Neither of us are as young as we once were, but time seems to tell less on us than on some others, though I have never been quite the same since that dreadful year that Master was out West. He often strokes my face and says: "We're getting old, my boy, getting old, but it don't matter." Then I see a far away look in the kind, blue eyes—a look that I know so well—and I press my cheek against his, trying to comfort him. I know full well what he is thinking about, whether he mentions it right out or not.

Yes, I remember all about the tragedy that shaped both our lives, and how I have longed for intelligent speech that I might talk it all over with him.

He is sixty-two now and I only half as old, but while he is just as busy as ever, he will not permit me to undertake a single hardship.

Dr. Fred—his brother and partner—sometimes says: "Don't be a fool over that old horse, Dick! He is able to work as any of us." But the latter smiles and shakes his head: "Dandy has seen hard service enough and earned a peaceful old age."

Fred sneers. He says he has no patience with "Dick's nonsense;" but then he was in Europe when the tragedy occurred, and besides I suppose it takes the romance and sentiment out of a man to have two wives, raise three bad boys and bury one willful daughter, to say nothing of the grandson he has on his hands now; and I might add further that he is a vastly different man from Dick anyway.

It is a grand thing to spend one's life for others; that is what my master has done, and it is what we horses do. Of course he is looking forward to his reward, but we are not expecting anything, though he insists that there will be a heaven for all faithful domestic animals. Fred says there is no Bible for it, but Dick says that they could not mention everything in one book. He says, too, that while he believes everything to be true that is in the Bible, at the same time he knows many things to be true that are not there; then he tells about a good old minister, who, when asked to lend his influence in the organization of a society for the prevention of cruelty to animals, replied that if Paul had written a chapter on the subject he would consider it worth his while to countenance the movement, but as he didn't, he must be excused.

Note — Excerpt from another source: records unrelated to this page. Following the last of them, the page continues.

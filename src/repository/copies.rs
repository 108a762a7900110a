//! Copies repository

use sqlx::{PgConnection, Pool, Postgres};
use uuid::Uuid;

use crate::{
    error::{AppError, AppResult},
    models::copy::{generate_barcode, BookCopy, CopyStatus},
};

#[derive(Clone)]
pub struct CopiesRepository {
    pool: Pool<Postgres>,
}

/// Insert one available copy with a fresh barcode
pub async fn insert_available(conn: &mut PgConnection, book_id: Uuid) -> AppResult<BookCopy> {
    let copy = sqlx::query_as::<_, BookCopy>(
        r#"
        INSERT INTO copies (book_id, barcode, status)
        VALUES ($1, $2, $3)
        RETURNING *
        "#,
    )
    .bind(book_id)
    .bind(generate_barcode())
    .bind(CopyStatus::Available)
    .fetch_one(conn)
    .await?;
    Ok(copy)
}

/// Atomically claim one available copy of a book.
///
/// The sub-select locks the candidate row and skips rows locked by a
/// concurrent approval; the outer `status = 'available'` guard makes the
/// update a compare-and-set. Returns `None` when no copy could be claimed.
pub async fn claim_available(conn: &mut PgConnection, book_id: Uuid) -> AppResult<Option<Uuid>> {
    let claimed = sqlx::query_scalar::<_, Uuid>(
        r#"
        UPDATE copies SET status = $2, updated_at = NOW()
        WHERE id = (
            SELECT id FROM copies
            WHERE book_id = $1 AND status = $3
            ORDER BY created_at, id
            LIMIT 1
            FOR UPDATE SKIP LOCKED
        )
        AND status = $3
        RETURNING id
        "#,
    )
    .bind(book_id)
    .bind(CopyStatus::Borrowed)
    .bind(CopyStatus::Available)
    .fetch_optional(conn)
    .await?;
    Ok(claimed)
}

/// Set the status of a copy
pub async fn set_status(conn: &mut PgConnection, copy_id: Uuid, status: CopyStatus) -> AppResult<()> {
    let result = sqlx::query("UPDATE copies SET status = $1, updated_at = NOW() WHERE id = $2")
        .bind(status)
        .bind(copy_id)
        .execute(conn)
        .await?;

    if result.rows_affected() == 0 {
        return Err(AppError::NotFound(format!("Copy with id {} not found", copy_id)));
    }
    Ok(())
}

impl CopiesRepository {
    pub fn new(pool: Pool<Postgres>) -> Self {
        Self { pool }
    }

    /// Add one copy to an existing book
    pub async fn add_copy(&self, book_id: Uuid) -> AppResult<BookCopy> {
        let mut conn = self.pool.acquire().await?;
        insert_available(&mut conn, book_id).await
    }
}
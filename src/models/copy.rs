//! Copy (physical instance of a book) model and related types

use chrono::{DateTime, NaiveDate, Utc};
use rand::Rng;
use serde::{Deserialize, Serialize};
use sqlx::FromRow;
use utoipa::ToSchema;
use uuid::Uuid;

use super::text_enum;

/// Circulation status of a copy. The only availability signal for a book.
#[derive(Debug, Clone, Copy, PartialEq, Eq, Hash, Serialize, Deserialize, ToSchema)]
#[serde(rename_all = "lowercase")]
pub enum CopyStatus {
    Available,
    Borrowed,
    Maintenance,
    Lost,
}

text_enum!(CopyStatus {
    Available => "available",
    Borrowed => "borrowed",
    Maintenance => "maintenance",
    Lost => "lost",
});

/// Copy row from database
#[derive(Debug, Clone, Serialize, Deserialize, FromRow, ToSchema)]
pub struct BookCopy {
    pub id: Uuid,
    pub book_id: Uuid,
    pub barcode: String,
    pub status: CopyStatus,
    pub location: Option<String>,
    pub notes: Option<String>,
    pub acquisition_date: Option<NaiveDate>,
    pub created_at: DateTime<Utc>,
    pub updated_at: Option<DateTime<Utc>>,
}

/// Generate a barcode of the form `BH-<unix millis>-<4 digits>`.
///
/// The random suffix keeps barcodes distinct when several copies are
/// created within the same millisecond (bulk import).
pub fn generate_barcode() -> String {
    let suffix: u16 = rand::thread_rng().gen_range(0..10_000);
    format!("BH-{}-{:04}", Utc::now().timestamp_millis(), suffix)
}

#[cfg(test)]
mod tests {
    use super::*;

    #[test]
    fn test_barcode_format() {
        let barcode = generate_barcode();
        let parts: Vec<&str> = barcode.split('-').collect();
        assert_eq!(parts.len(), 3);
        assert_eq!(parts[0], "BH");
        assert!(parts[1].parse::<i64>().is_ok());
        assert_eq!(parts[2].len(), 4);
    }

    #[test]
    fn test_status_parse() {
        assert_eq!("available".parse::<CopyStatus>(), Ok(CopyStatus::Available));
        assert_eq!("Borrowed".parse::<CopyStatus>(), Ok(CopyStatus::Borrowed));
        assert!("on_shelf".parse::<CopyStatus>().is_err());
        assert_eq!(CopyStatus::Maintenance.to_string(), "maintenance");
    }
}
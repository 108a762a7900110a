//! Loan model, state machine and late-fee arithmetic

use chrono::{DateTime, Duration, NaiveDate, Utc};
use rust_decimal::Decimal;
use serde::{Deserialize, Serialize};
use sqlx::FromRow;
use utoipa::{IntoParams, ToSchema};
use uuid::Uuid;

use super::text_enum;
use crate::config::FeesConfig;

/// Loan status. `overdue` is only entered through the overdue sweep.
#[derive(Debug, Clone, Copy, PartialEq, Eq, Serialize, Deserialize, ToSchema)]
#[serde(rename_all = "lowercase")]
pub enum LoanStatus {
    Active,
    Overdue,
    Returned,
}

text_enum!(LoanStatus {
    Active => "active",
    Overdue => "overdue",
    Returned => "returned",
});

impl LoanStatus {
    /// Active and overdue loans hold their copy
    pub fn is_open(&self) -> bool {
        matches!(self, LoanStatus::Active | LoanStatus::Overdue)
    }
}

/// Loan row from database
#[derive(Debug, Clone, Serialize, Deserialize, FromRow, ToSchema)]
pub struct Loan {
    pub id: Uuid,
    pub borrow_request_id: Option<Uuid>,
    pub copy_id: Option<Uuid>,
    pub borrower_name: String,
    pub borrower_email: String,
    pub borrower_phone: Option<String>,
    pub issued_date: NaiveDate,
    pub due_date: NaiveDate,
    /// Loan period at first issuance; each renewal extends by this much
    pub loan_duration_days: i32,
    pub status: LoanStatus,
    pub renewal_count: i32,
    #[schema(value_type = String)]
    pub late_fee: Decimal,
    pub fee_assessed_on: Option<NaiveDate>,
    pub issued_by: String,
    pub returned_date: Option<NaiveDate>,
    pub returned_to: Option<String>,
    pub notes: Option<String>,
    pub created_at: DateTime<Utc>,
    pub updated_at: Option<DateTime<Utc>>,
}

/// Loan joined with its copy and book for admin listings
#[derive(Debug, Clone, Serialize, Deserialize, FromRow, ToSchema)]
pub struct LoanDetails {
    #[serde(flatten)]
    #[sqlx(flatten)]
    pub loan: Loan,
    pub barcode: Option<String>,
    pub book_id: Option<Uuid>,
    pub book_title: Option<String>,
    pub book_authors: Option<Vec<String>>,
}

/// Overdue listing entry with the fee the loan would carry today
#[derive(Debug, Clone, Serialize, ToSchema)]
pub struct OverdueLoan {
    #[serde(flatten)]
    pub details: LoanDetails,
    pub days_overdue: i64,
    #[schema(value_type = String)]
    pub current_fee: Decimal,
}

/// Loan listing filter
#[derive(Debug, Default, Deserialize, IntoParams, ToSchema)]
#[into_params(parameter_in = Query)]
pub struct LoanQuery {
    pub status: Option<LoanStatus>,
    /// Matches borrower name or email (case-insensitive)
    pub borrower: Option<String>,
    pub page: Option<i64>,
    pub per_page: Option<i64>,
}

/// Admin action on a loan
#[derive(Debug, Clone, Copy, PartialEq, Eq, Serialize, Deserialize, ToSchema)]
#[serde(rename_all = "lowercase")]
pub enum LoanAction {
    Return,
    Renew,
}

/// Result of assessing one past-due loan during the overdue sweep
#[derive(Debug, Clone)]
pub struct OverdueAssessment {
    /// Loan after the update
    pub loan: Loan,
    pub days_overdue: i64,
    pub previous_status: LoanStatus,
    pub previous_fee: Decimal,
}

impl OverdueAssessment {
    /// A notice goes out when the loan first turns overdue or its fee moved
    pub fn needs_notice(&self) -> bool {
        self.previous_status != LoanStatus::Overdue || self.previous_fee != self.loan.late_fee
    }
}

/// Late fee policy: flat rate per overdue day with an optional cap
#[derive(Debug, Clone, PartialEq, Eq)]
pub struct FeePolicy {
    pub per_day: Decimal,
    pub cap: Option<Decimal>,
}

impl From<&FeesConfig> for FeePolicy {
    fn from(config: &FeesConfig) -> Self {
        Self {
            per_day: config.per_day,
            cap: config.cap,
        }
    }
}

impl FeePolicy {
    /// Total fee for a loan overdue by `days_overdue` days.
    ///
    /// Always computed from scratch so repeated sweeps never double-charge.
    pub fn fee_for(&self, days_overdue: i64) -> Decimal {
        if days_overdue <= 0 {
            return Decimal::ZERO;
        }
        let fee = self.per_day * Decimal::from(days_overdue);
        let fee = match self.cap {
            Some(cap) if fee > cap => cap,
            _ => fee,
        };
        fee.round_dp(2)
    }
}

/// Whole days past the due date. A loan is due at the end of its due date.
pub fn days_overdue(due_date: NaiveDate, today: NaiveDate) -> i64 {
    (today - due_date).num_days().max(0)
}

/// Due date for a loan issued on `issued` for `duration_days`
pub fn due_date_for(issued: NaiveDate, duration_days: i32) -> NaiveDate {
    issued + Duration::days(i64::from(duration_days))
}

/// Due date after one renewal: the current due date pushed by the original loan period
pub fn renewed_due_date(current_due: NaiveDate, loan_duration_days: i32) -> NaiveDate {
    due_date_for(current_due, loan_duration_days)
}

#[cfg(test)]
mod tests {
    use super::*;
    use std::str::FromStr;

    fn date(s: &str) -> NaiveDate {
        NaiveDate::parse_from_str(s, "%Y-%m-%d").unwrap()
    }

    fn flat_policy() -> FeePolicy {
        FeePolicy {
            per_day: Decimal::ONE,
            cap: None,
        }
    }

    #[test]
    fn test_days_overdue() {
        assert_eq!(days_overdue(date("2025-03-01"), date("2025-03-06")), 5);
        assert_eq!(days_overdue(date("2025-03-06"), date("2025-03-06")), 0);
        assert_eq!(days_overdue(date("2025-03-10"), date("2025-03-06")), 0);
    }

    #[test]
    fn test_fee_is_recomputed_not_accumulated() {
        let policy = flat_policy();
        let days = days_overdue(date("2025-03-01"), date("2025-03-06"));
        let first = policy.fee_for(days);
        let second = policy.fee_for(days);
        assert_eq!(first, Decimal::from(5));
        assert_eq!(first, second);
    }

    #[test]
    fn test_fee_cap() {
        let policy = FeePolicy {
            per_day: Decimal::from_str("0.50").unwrap(),
            cap: Some(Decimal::from(25)),
        };
        assert_eq!(policy.fee_for(10), Decimal::from(5));
        assert_eq!(policy.fee_for(50), Decimal::from(25));
        assert_eq!(policy.fee_for(80), Decimal::from(25));
        assert_eq!(policy.fee_for(0), Decimal::ZERO);
    }

    #[test]
    fn test_due_date_for() {
        assert_eq!(due_date_for(date("2025-01-25"), 14), date("2025-02-08"));
    }

    #[test]
    fn test_renewal_extends_by_original_duration() {
        let issued = date("2025-01-01");
        let due = due_date_for(issued, 14);
        let renewed = renewed_due_date(due, 14);
        assert_eq!(renewed, date("2025-01-29"));
        // A second renewal extends by the original period again, not by due - issued
        assert_eq!(renewed_due_date(renewed, 14), date("2025-02-12"));
    }

    fn sample_loan(status: LoanStatus, late_fee: Decimal) -> Loan {
        Loan {
            id: Uuid::new_v4(),
            borrow_request_id: None,
            copy_id: Some(Uuid::new_v4()),
            borrower_name: "Ada".to_string(),
            borrower_email: "ada@example.org".to_string(),
            borrower_phone: None,
            issued_date: date("2025-02-01"),
            due_date: date("2025-02-15"),
            loan_duration_days: 14,
            status,
            renewal_count: 0,
            late_fee,
            fee_assessed_on: None,
            issued_by: "admin".to_string(),
            returned_date: None,
            returned_to: None,
            notes: None,
            created_at: Utc::now(),
            updated_at: None,
        }
    }

    #[test]
    fn test_notice_on_transition_or_fee_change_only() {
        let first = OverdueAssessment {
            loan: sample_loan(LoanStatus::Overdue, Decimal::from(5)),
            days_overdue: 5,
            previous_status: LoanStatus::Active,
            previous_fee: Decimal::ZERO,
        };
        assert!(first.needs_notice());

        let next_day = OverdueAssessment {
            loan: sample_loan(LoanStatus::Overdue, Decimal::from(6)),
            days_overdue: 6,
            previous_status: LoanStatus::Overdue,
            previous_fee: Decimal::from(5),
        };
        assert!(next_day.needs_notice());

        let capped = OverdueAssessment {
            loan: sample_loan(LoanStatus::Overdue, Decimal::from(25)),
            days_overdue: 40,
            previous_status: LoanStatus::Overdue,
            previous_fee: Decimal::from(25),
        };
        assert!(!capped.needs_notice());
    }

    #[test]
    fn test_open_statuses() {
        assert!(LoanStatus::Active.is_open());
        assert!(LoanStatus::Overdue.is_open());
        assert!(!LoanStatus::Returned.is_open());
    }
}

For the benefit of such men, Master says he wishes the apostle had had time and inclination to write a chapter, and since he did not—with due reverence for Paul—it would have suited him better, and met a nineteenth century need closer, if he had omitted suggestions on ladies' toilets and dealt a few of his sledge-hammer blows at the man who oppresses the defenseless. Of course I know nothing about such things myself, but Dr. Dick has always had a fashion of talking all sorts of things to me, and I have a retentive memory.

But I must begin my story, for I have set out to give you a history of "Master and I" and, incidentally, of many another man and beast.

I will begin shortly after the tragedy; maybe before I get through I will tell you about that, but to-day I do not feel equal to it.